- Only those who are asymptomatic will be allowed to board
- Train riders have to follow social distancing and keep their masks on
- Movement of trains would be allowed in a graded manner by Railways
When train services restart today for limited operations, passengers have to be at the station 90 minutes in advance and entry will be stopped 15 minutes before the trains leave. The passengers will be screened before they enter the station and only those who are asymptomatic will be allowed to board, according to SOPs put out by the home ministry on Monday.
The special trains will have only air-conditioned. No linen, blankets or curtains will be given, so people have to bring their own sheets, the railways said.
Tickets cannot be cancelled at less than 24 hours' notice and the cancellation charge will be half the fare. Passengers are to install the COVID-19 tracker app Aarogya Setu on their mobile phones.
Passengers have also been asked to travel with light luggage, said senior Railways officer Arun Kumar. They have to follow social distancing and keep their masks on throughout the journey.
On Sunday, the government announced that trains will gradually restart operations and some 30 train journeys - 15 pairs of return trips - would run from Delhi to other cities including Mumbai, Bangalore and Chennai.
The movement of trains would be allowed in a graded manner by Railways, in consultation with the home and health ministries.
Tickets can only be booked online; the process started on Monday.
Only passengers with confirmed e-tickets will be allowed to enter the station.
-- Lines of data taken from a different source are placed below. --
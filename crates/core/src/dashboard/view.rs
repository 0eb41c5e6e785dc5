//! Installment display rows with currency equivalents.

use chrono::NaiveDate;
use prestamos_shared::{Currency, InstallmentId, Money};
use serde::Serialize;
use tracing::debug;

use crate::currency::ExchangeRates;
use crate::loan::{DisplayStatus, Installment};

/// One installment as shown to the user.
#[derive(Debug, Clone, PartialEq, Eq, Serialize)]
pub struct InstallmentView {
    /// Installment ID.
    pub id: InstallmentId,
    /// Installment number.
    pub sequence_no: u32,
    /// Amount in the loan currency.
    pub amount: Money,
    /// Due date.
    pub due_date: NaiveDate,
    /// Payment date, if paid.
    pub paid_date: Option<NaiveDate>,
    /// Status with overdue derived.
    pub status: DisplayStatus,
    /// Amount in the display currency, when it differs and is known.
    pub equivalent: Option<Money>,
}

impl InstallmentView {
    /// Builds the row.
    ///
    /// The equivalent comes from the payment snapshot when the installment is
    /// paid and the snapshot matches `display_currency`; otherwise it is
    /// converted at the paid date (or due date). A failed conversion leaves it
    /// empty.
    pub async fn build<X: ExchangeRates>(
        installment: &Installment,
        loan_currency: Currency,
        display_currency: Currency,
        rates: &X,
        today: NaiveDate,
    ) -> Self {
        let equivalent = if loan_currency == display_currency {
            None
        } else {
            Self::equivalent(installment, loan_currency, display_currency, rates).await
        };

        Self {
            id: installment.id,
            sequence_no: installment.sequence_no,
            amount: Money::new(installment.amount, loan_currency),
            due_date: installment.due_date,
            paid_date: installment.paid_date,
            status: installment.display_status(today),
            equivalent,
        }
    }

    async fn equivalent<X: ExchangeRates>(
        installment: &Installment,
        loan_currency: Currency,
        display_currency: Currency,
        rates: &X,
    ) -> Option<Money> {
        if installment.is_paid()
            && let Some(snapshot) = installment
                .snapshot
                .as_ref()
                .filter(|s| s.destination_currency == display_currency)
        {
            return Some(Money::new(snapshot.converted_amount, display_currency));
        }

        let as_of = installment
            .paid_date
            .filter(|_| installment.is_paid())
            .unwrap_or(installment.due_date);

        match rates
            .convert(installment.amount, loan_currency, display_currency, as_of)
            .await
        {
            Ok(amount) => Some(Money::new(amount, display_currency)),
            Err(e) => {
                debug!(installment_id = %installment.id, error = %e, "no equivalent for installment");
                None
            }
        }
    }
}
//! Multi-currency handling and exchange rates.
//!
//! - Half-up rounding to cents
//! - Daily rate cache with chained remote providers
//! - Conversion for display and payment snapshots

pub mod conversion;
pub mod error;
pub mod exchange;
pub mod service;

#[cfg(test)]
mod props;

pub use conversion::{MONEY_DP, convert_amount, round2};
pub use error::RateError;
pub use exchange::ExchangeRate;
pub use service::{ExchangeRates, RateProvider, RateService, RateStore};
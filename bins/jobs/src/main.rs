//! Scheduled jobs for Prestamos.
//!
//! Usage:
//!   prestamos-jobs send-alerts [--days N] [--dry-run]
//!   prestamos-jobs refresh-rate [--base USD] [--to PEN] [--date YYYY-MM-DD]
//!   prestamos-jobs backfill-schedules
//!
//! Meant to be run from cron. Configuration is read the same way as every
//! other binary: `config/*.toml` plus `PRESTAMOS__*` environment variables.

use std::sync::Arc;

use anyhow::{Context, Result, anyhow};
use chrono::{NaiveDate, Utc};
use chrono_tz::Tz;
use clap::{Parser, Subcommand};
use sea_orm::DatabaseConnection;
use tracing::info;
use tracing_subscriber::{layer::SubscriberExt, util::SubscriberInitExt};

use prestamos_core::alerts::{AlertScheduler, RunOptions};
use prestamos_core::currency::{ExchangeRates, RateService};
use prestamos_core::loan::LifecycleService;
use prestamos_db::{AlertRepository, ExchangeRateRepository, LoanRepository, connect_with};
use prestamos_shared::{AppConfig, Currency, EmailService, HttpRateProvider, SmsService};

type Rates = RateService<ExchangeRateRepository, HttpRateProvider>;

#[derive(Debug, Parser)]
#[command(name = "prestamos-jobs", version, about = "Scheduled jobs for Prestamos")]
struct Cli {
    #[command(subcommand)]
    command: Command,
}

#[derive(Debug, Subcommand)]
enum Command {
    /// Send reminders for upcoming and overdue installments.
    SendAlerts {
        /// Lead days for profiles without a preference.
        #[arg(long)]
        days: Option<u32>,
        /// Record alerts without sending anything.
        #[arg(long)]
        dry_run: bool,
        /// Run as if today were this date.
        #[arg(long)]
        today: Option<NaiveDate>,
    },
    /// Fetch and cache the exchange rate for a currency pair.
    RefreshRate {
        /// Base currency.
        #[arg(long, default_value = "USD")]
        base: Currency,
        /// Quote currency.
        #[arg(long = "to", default_value = "PEN")]
        quote: Currency,
        /// Rate date, defaults to today.
        #[arg(long)]
        date: Option<NaiveDate>,
    },
    /// Generate schedules for loans that have no installments.
    BackfillSchedules,
}

#[tokio::main]
async fn main() -> Result<()> {
    dotenvy::dotenv().ok();

    tracing_subscriber::registry()
        .with(
            tracing_subscriber::EnvFilter::try_from_default_env()
                .unwrap_or_else(|_| "prestamos=info".into()),
        )
        .with(tracing_subscriber::fmt::layer())
        .init();

    let cli = Cli::parse();
    let config = AppConfig::load().context("failed to load configuration")?;

    let db = connect_with(&config.database)
        .await
        .context("failed to connect to database")?;
    info!("Connected to database");

    let today = local_today(&config.alerts.timezone)?;
    let rates = Arc::new(rate_service(&db, &config)?);

    match cli.command {
        Command::SendAlerts {
            days,
            dry_run,
            today: as_of,
        } => send_alerts(db, &config, rates, days, dry_run, as_of.unwrap_or(today)).await,
        Command::RefreshRate { base, quote, date } => {
            refresh_rate(&rates, base, quote, date.unwrap_or(today)).await
        }
        Command::BackfillSchedules => backfill_schedules(db, rates).await,
    }
}

/// Today's date in the configured timezone.
fn local_today(timezone: &str) -> Result<NaiveDate> {
    let tz: Tz = timezone
        .parse()
        .map_err(|e| anyhow!("invalid timezone '{timezone}': {e}"))?;
    Ok(Utc::now().with_timezone(&tz).date_naive())
}

fn rate_service(db: &DatabaseConnection, config: &AppConfig) -> Result<Rates> {
    let providers =
        HttpRateProvider::from_config(&config.rates).context("failed to build rate providers")?;
    Ok(RateService::new(
        Arc::new(ExchangeRateRepository::new(db.clone())),
        providers,
    ))
}

async fn send_alerts(
    db: DatabaseConnection,
    config: &AppConfig,
    rates: Arc<Rates>,
    days: Option<u32>,
    dry_run: bool,
    today: NaiveDate,
) -> Result<()> {
    let mailer = Arc::new(EmailService::new(config.email.clone()));
    let sms = Arc::new(SmsService::new(config.sms.clone()).context("failed to build SMS client")?);
    let scheduler = AlertScheduler::new(Arc::new(AlertRepository::new(db)), rates, mailer, sms)
        .with_default_currency(config.alerts.default_currency);

    let summary = scheduler
        .run(RunOptions {
            today,
            default_lead_days: days.unwrap_or(config.alerts.default_lead_days),
            dry_run,
        })
        .await?;

    println!(
        "Alerts: created={} sent={} overdue={}",
        summary.created, summary.sent, summary.overdue
    );
    if summary.failed_profiles > 0 {
        println!("Profiles skipped after errors: {}", summary.failed_profiles);
    }
    Ok(())
}

async fn refresh_rate(rates: &Rates, base: Currency, quote: Currency, date: NaiveDate) -> Result<()> {
    let rate = rates.get_rate(base, quote, date).await?;
    println!("{date} 1 {base} = {rate} {quote}");
    Ok(())
}

async fn backfill_schedules(db: DatabaseConnection, rates: Arc<Rates>) -> Result<()> {
    let service = LifecycleService::new(Arc::new(LoanRepository::new(db)), rates);
    let created = service.backfill_schedules().await?;
    println!("Installments created: {created}");
    Ok(())
}
//! Installment schedule generation.

pub mod engine;
pub mod error;

#[cfg(test)]
mod props;

pub use engine::{
    MONTHLY_RATE_DP, Schedule, ScheduledInstallment, due_date, generate_schedule, monthly_rate,
};
pub use error::ScheduleError;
The e-ticket would also be the basis for the movement of drivers who take the passengers to and from the station.
The rules also say once they arrive at their destination, they have to follow the health protocols of the state.
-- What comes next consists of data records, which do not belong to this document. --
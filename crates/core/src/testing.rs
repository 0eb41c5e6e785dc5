//! In-memory fakes shared by the service tests.

use std::collections::{HashMap, HashSet};
use std::sync::Mutex;
use std::sync::atomic::{AtomicUsize, Ordering};

use chrono::NaiveDate;
use prestamos_shared::{
    AlertId, CreditorId, Currency, InstallmentId, LoanId, PersonaId, SmsOutcome,
};
use rust_decimal::Decimal;

use crate::alerts::{
    Alert, AlertRepository, AlertStatus, DueInstallment, Mailer, NewAlert, NotifyError, SmsSender,
};
use crate::currency::{ExchangeRates, RateError};
use crate::loan::{
    Creditor, CreditorKind, Installment, InstallmentStatus, Loan, LoanError, LoanRepository,
    NewHistoryEntry, NewInstallment, PaymentSnapshot, Profile,
};

#[derive(Default)]
struct State {
    profiles: Vec<Profile>,
    creditors: HashMap<CreditorId, Creditor>,
    loans: HashMap<LoanId, Loan>,
    installments: HashMap<InstallmentId, Installment>,
    alerts: Vec<Alert>,
    history: Vec<NewHistoryEntry>,
    broken_profiles: HashSet<PersonaId>,
    history_down: bool,
}

/// Loan and alert store backed by hash maps.
#[derive(Default)]
pub(crate) struct InMemoryStore {
    state: Mutex<State>,
}

impl InMemoryStore {
    pub(crate) fn add_profile(&self, profile: Profile) {
        self.state.lock().unwrap().profiles.push(profile);
    }

    pub(crate) fn add_creditor(&self, owner_id: PersonaId, name: &str) -> CreditorId {
        let creditor = Creditor {
            id: CreditorId::new(),
            owner_id,
            name: name.to_string(),
            kind: CreditorKind::Business,
            identification: None,
            bank_name: None,
            account_number: None,
        };
        let id = creditor.id;
        self.state.lock().unwrap().creditors.insert(id, creditor);
        id
    }

    /// Makes every alert query for this profile fail.
    pub(crate) fn break_profile(&self, persona_id: PersonaId) {
        self.state.lock().unwrap().broken_profiles.insert(persona_id);
    }

    /// Makes every history append fail.
    pub(crate) fn break_history(&self) {
        self.state.lock().unwrap().history_down = true;
    }

    pub(crate) fn insert_raw_loan(&self, loan: Loan) {
        self.state.lock().unwrap().loans.insert(loan.id, loan);
    }

    pub(crate) fn installments_of(&self, loan_id: LoanId) -> Vec<Installment> {
        let mut rows: Vec<Installment> = self
            .state
            .lock()
            .unwrap()
            .installments
            .values()
            .filter(|i| i.loan_id == loan_id)
            .cloned()
            .collect();
        rows.sort_by_key(|i| i.sequence_no);
        rows
    }

    pub(crate) fn history(&self) -> Vec<NewHistoryEntry> {
        self.state.lock().unwrap().history.clone()
    }

    pub(crate) fn alerts(&self) -> Vec<Alert> {
        self.state.lock().unwrap().alerts.clone()
    }

    fn due_rows(
        &self,
        owner_id: PersonaId,
        keep: impl Fn(&Installment) -> bool,
    ) -> Result<Vec<DueInstallment>, NotifyError> {
        let state = self.state.lock().unwrap();
        if state.broken_profiles.contains(&owner_id) {
            return Err(NotifyError::repository("connection reset"));
        }

        let mut rows: Vec<DueInstallment> = state
            .installments
            .values()
            .filter(|i| i.status == InstallmentStatus::Pending && keep(i))
            .filter_map(|i| {
                let loan = state.loans.get(&i.loan_id)?;
                (loan.owner_id == owner_id).then(|| DueInstallment {
                    installment: i.clone(),
                    loan: loan.clone(),
                    creditor_name: loan
                        .creditor_id
                        .and_then(|c| state.creditors.get(&c))
                        .map(|c| c.name.clone()),
                })
            })
            .collect();
        rows.sort_by_key(|r| (r.installment.due_date, r.installment.sequence_no));
        Ok(rows)
    }
}

impl LoanRepository for InMemoryStore {
    async fn find_loan(&self, owner_id: PersonaId, loan_id: LoanId) -> Result<Option<Loan>, LoanError> {
        Ok(self
            .state
            .lock()
            .unwrap()
            .loans
            .get(&loan_id)
            .filter(|l| l.owner_id == owner_id)
            .cloned())
    }

    async fn insert_loan(&self, loan: &Loan) -> Result<(), LoanError> {
        self.state.lock().unwrap().loans.insert(loan.id, loan.clone());
        Ok(())
    }

    async fn update_loan(&self, loan: &Loan) -> Result<(), LoanError> {
        self.state.lock().unwrap().loans.insert(loan.id, loan.clone());
        Ok(())
    }

    async fn delete_loan(&self, owner_id: PersonaId, loan_id: LoanId) -> Result<bool, LoanError> {
        let mut state = self.state.lock().unwrap();
        if state.loans.get(&loan_id).is_none_or(|l| l.owner_id != owner_id) {
            return Ok(false);
        }
        state.loans.remove(&loan_id);
        state.installments.retain(|_, i| i.loan_id != loan_id);
        Ok(true)
    }

    async fn list_loans_without_installments(&self) -> Result<Vec<Loan>, LoanError> {
        let state = self.state.lock().unwrap();
        Ok(state
            .loans
            .values()
            .filter(|l| !state.installments.values().any(|i| i.loan_id == l.id))
            .cloned()
            .collect())
    }

    async fn list_installments(&self, loan_id: LoanId) -> Result<Vec<Installment>, LoanError> {
        Ok(self.installments_of(loan_id))
    }

    async fn count_installments(&self, loan_id: LoanId) -> Result<u64, LoanError> {
        Ok(self.installments_of(loan_id).len() as u64)
    }

    async fn count_paid_installments(&self, loan_id: LoanId) -> Result<u64, LoanError> {
        Ok(self
            .installments_of(loan_id)
            .iter()
            .filter(|i| i.is_paid())
            .count() as u64)
    }

    async fn insert_installments(
        &self,
        installments: Vec<NewInstallment>,
    ) -> Result<Vec<Installment>, LoanError> {
        let mut state = self.state.lock().unwrap();
        let mut created = Vec::with_capacity(installments.len());
        for row in installments {
            let duplicate = state
                .installments
                .values()
                .any(|i| i.loan_id == row.loan_id && i.sequence_no == row.sequence_no);
            if duplicate {
                return Err(LoanError::repository("duplicate (loan_id, sequence_no)"));
            }
            let installment = Installment {
                id: InstallmentId::new(),
                loan_id: row.loan_id,
                sequence_no: row.sequence_no,
                amount: row.amount,
                due_date: row.due_date,
                status: InstallmentStatus::Pending,
                paid_date: None,
                snapshot: None,
            };
            state.installments.insert(installment.id, installment.clone());
            created.push(installment);
        }
        Ok(created)
    }

    async fn delete_installments(&self, loan_id: LoanId) -> Result<u64, LoanError> {
        let mut state = self.state.lock().unwrap();
        let before = state.installments.len();
        state.installments.retain(|_, i| i.loan_id != loan_id);
        Ok((before - state.installments.len()) as u64)
    }

    async fn find_installment(
        &self,
        owner_id: PersonaId,
        installment_id: InstallmentId,
    ) -> Result<Option<(Installment, Loan)>, LoanError> {
        let state = self.state.lock().unwrap();
        Ok(state.installments.get(&installment_id).and_then(|i| {
            state
                .loans
                .get(&i.loan_id)
                .filter(|l| l.owner_id == owner_id)
                .map(|l| (i.clone(), l.clone()))
        }))
    }

    async fn record_payment(
        &self,
        installment_id: InstallmentId,
        paid_date: NaiveDate,
        snapshot: Option<PaymentSnapshot>,
    ) -> Result<bool, LoanError> {
        let mut state = self.state.lock().unwrap();
        match state.installments.get_mut(&installment_id) {
            Some(i) if i.status == InstallmentStatus::Pending => {
                i.status = InstallmentStatus::Paid;
                i.paid_date = Some(paid_date);
                i.snapshot = snapshot;
                Ok(true)
            }
            _ => Ok(false),
        }
    }

    async fn find_creditor(
        &self,
        owner_id: PersonaId,
        creditor_id: CreditorId,
    ) -> Result<Option<Creditor>, LoanError> {
        Ok(self
            .state
            .lock()
            .unwrap()
            .creditors
            .get(&creditor_id)
            .filter(|c| c.owner_id == owner_id)
            .cloned())
    }

    async fn count_loans_for_creditor(&self, creditor_id: CreditorId) -> Result<u64, LoanError> {
        Ok(self
            .state
            .lock()
            .unwrap()
            .loans
            .values()
            .filter(|l| l.creditor_id == Some(creditor_id))
            .count() as u64)
    }

    async fn delete_creditor(
        &self,
        owner_id: PersonaId,
        creditor_id: CreditorId,
    ) -> Result<bool, LoanError> {
        let mut state = self.state.lock().unwrap();
        if state
            .creditors
            .get(&creditor_id)
            .is_none_or(|c| c.owner_id != owner_id)
        {
            return Ok(false);
        }
        state.creditors.remove(&creditor_id);
        Ok(true)
    }

    async fn append_history(&self, entry: NewHistoryEntry) -> Result<(), LoanError> {
        let mut state = self.state.lock().unwrap();
        if state.history_down {
            return Err(LoanError::repository("history down"));
        }
        state.history.push(entry);
        Ok(())
    }
}

impl AlertRepository for InMemoryStore {
    async fn list_profiles(&self) -> Result<Vec<Profile>, NotifyError> {
        Ok(self.state.lock().unwrap().profiles.clone())
    }

    async fn find_profile(&self, persona_id: PersonaId) -> Result<Option<Profile>, NotifyError> {
        let state = self.state.lock().unwrap();
        if state.broken_profiles.contains(&persona_id) {
            return Err(NotifyError::repository("connection reset"));
        }
        Ok(state.profiles.iter().find(|p| p.id == persona_id).cloned())
    }

    async fn pending_due_on(
        &self,
        owner_id: PersonaId,
        dates: &[NaiveDate],
    ) -> Result<Vec<DueInstallment>, NotifyError> {
        self.due_rows(owner_id, |i| dates.contains(&i.due_date))
    }

    async fn pending_overdue(
        &self,
        owner_id: PersonaId,
        today: NaiveDate,
    ) -> Result<Vec<DueInstallment>, NotifyError> {
        self.due_rows(owner_id, |i| i.due_date < today)
    }

    async fn record_alert(&self, alert: NewAlert) -> Result<Alert, NotifyError> {
        let mut state = self.state.lock().unwrap();
        if let Some(existing) = state
            .alerts
            .iter()
            .find(|a| a.installment_id == alert.installment_id && a.alert_date == alert.alert_date)
        {
            return Ok(existing.clone());
        }
        let stored = Alert {
            id: AlertId::new(),
            installment_id: alert.installment_id,
            alert_date: alert.alert_date,
            message: alert.message,
            status: AlertStatus::Pending,
        };
        state.alerts.push(stored.clone());
        Ok(stored)
    }

    async fn set_alert_status(&self, alert_id: AlertId, status: AlertStatus) -> Result<(), NotifyError> {
        let mut state = self.state.lock().unwrap();
        if let Some(alert) = state.alerts.iter_mut().find(|a| a.id == alert_id) {
            alert.status = status;
        }
        Ok(())
    }
}

/// Rates from a fixed table; anything else fails.
#[derive(Default)]
pub(crate) struct FixedRates {
    rates: HashMap<(Currency, Currency), Decimal>,
    lookups: AtomicUsize,
}

impl FixedRates {
    pub(crate) fn with(mut self, base: Currency, quote: Currency, rate: Decimal) -> Self {
        self.rates.insert((base, quote), rate);
        self
    }

    pub(crate) fn lookups(&self) -> usize {
        self.lookups.load(Ordering::SeqCst)
    }
}

impl ExchangeRates for FixedRates {
    async fn get_rate(
        &self,
        base: Currency,
        quote: Currency,
        date: NaiveDate,
    ) -> Result<Decimal, RateError> {
        if base == quote {
            return Ok(Decimal::ONE);
        }
        self.lookups.fetch_add(1, Ordering::SeqCst);
        self.rates
            .get(&(base, quote))
            .copied()
            .ok_or(RateError::NoRateAvailable { base, quote, date })
    }
}

/// Mailer that records what it was asked to send.
#[derive(Default)]
pub(crate) struct RecordingMailer {
    pub(crate) sent: Mutex<Vec<(String, String, String)>>,
    pub(crate) fail: bool,
}

impl Mailer for RecordingMailer {
    async fn send_email(&self, to: &str, subject: &str, body: &str) -> Result<(), NotifyError> {
        if self.fail {
            return Err(NotifyError::Mail("connection refused".to_string()));
        }
        self.sent
            .lock()
            .unwrap()
            .push((to.to_string(), subject.to_string(), body.to_string()));
        Ok(())
    }
}

/// SMS sender that records messages and answers with a fixed outcome.
#[derive(Default)]
pub(crate) struct RecordingSms {
    pub(crate) sent: Mutex<Vec<(String, String)>>,
    pub(crate) reject: bool,
}

impl SmsSender for RecordingSms {
    async fn send_sms(&self, to: &str, body: &str) -> SmsOutcome {
        if self.reject {
            return SmsOutcome {
                ok: false,
                detail: "Invalid destination".to_string(),
            };
        }
        self.sent
            .lock()
            .unwrap()
            .push((to.to_string(), body.to_string()));
        SmsOutcome {
            ok: true,
            detail: "SMS sent".to_string(),
        }
    }
}

pub(crate) fn date(y: i32, m: u32, d: u32) -> NaiveDate {
    NaiveDate::from_ymd_opt(y, m, d).unwrap()
}

pub(crate) fn profile(first_name: &str) -> Profile {
    Profile {
        id: PersonaId::new(),
        first_name: first_name.to_string(),
        last_name: "Quispe".to_string(),
        email: Some(format!("{}@example.com", first_name.to_lowercase())),
        phone: Some("904929929".to_string()),
        notify_email: true,
        notify_sms: false,
        lead_days: None,
        preferred_currency: None,
    }
}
The train network, which had carried more than 20 million passengers daily, was stopped when Prime Minister Narendra Modi ordered a strict lockdown in late March to slow the spread of coronavirus.
Recently, special trains were allowed to take migrants, students and others stranded by the lockdown to their home states.
More trains have been allowed amid demands for a gradual exit from the 54-day lockdown to facilitate a phased re-opening of the economy.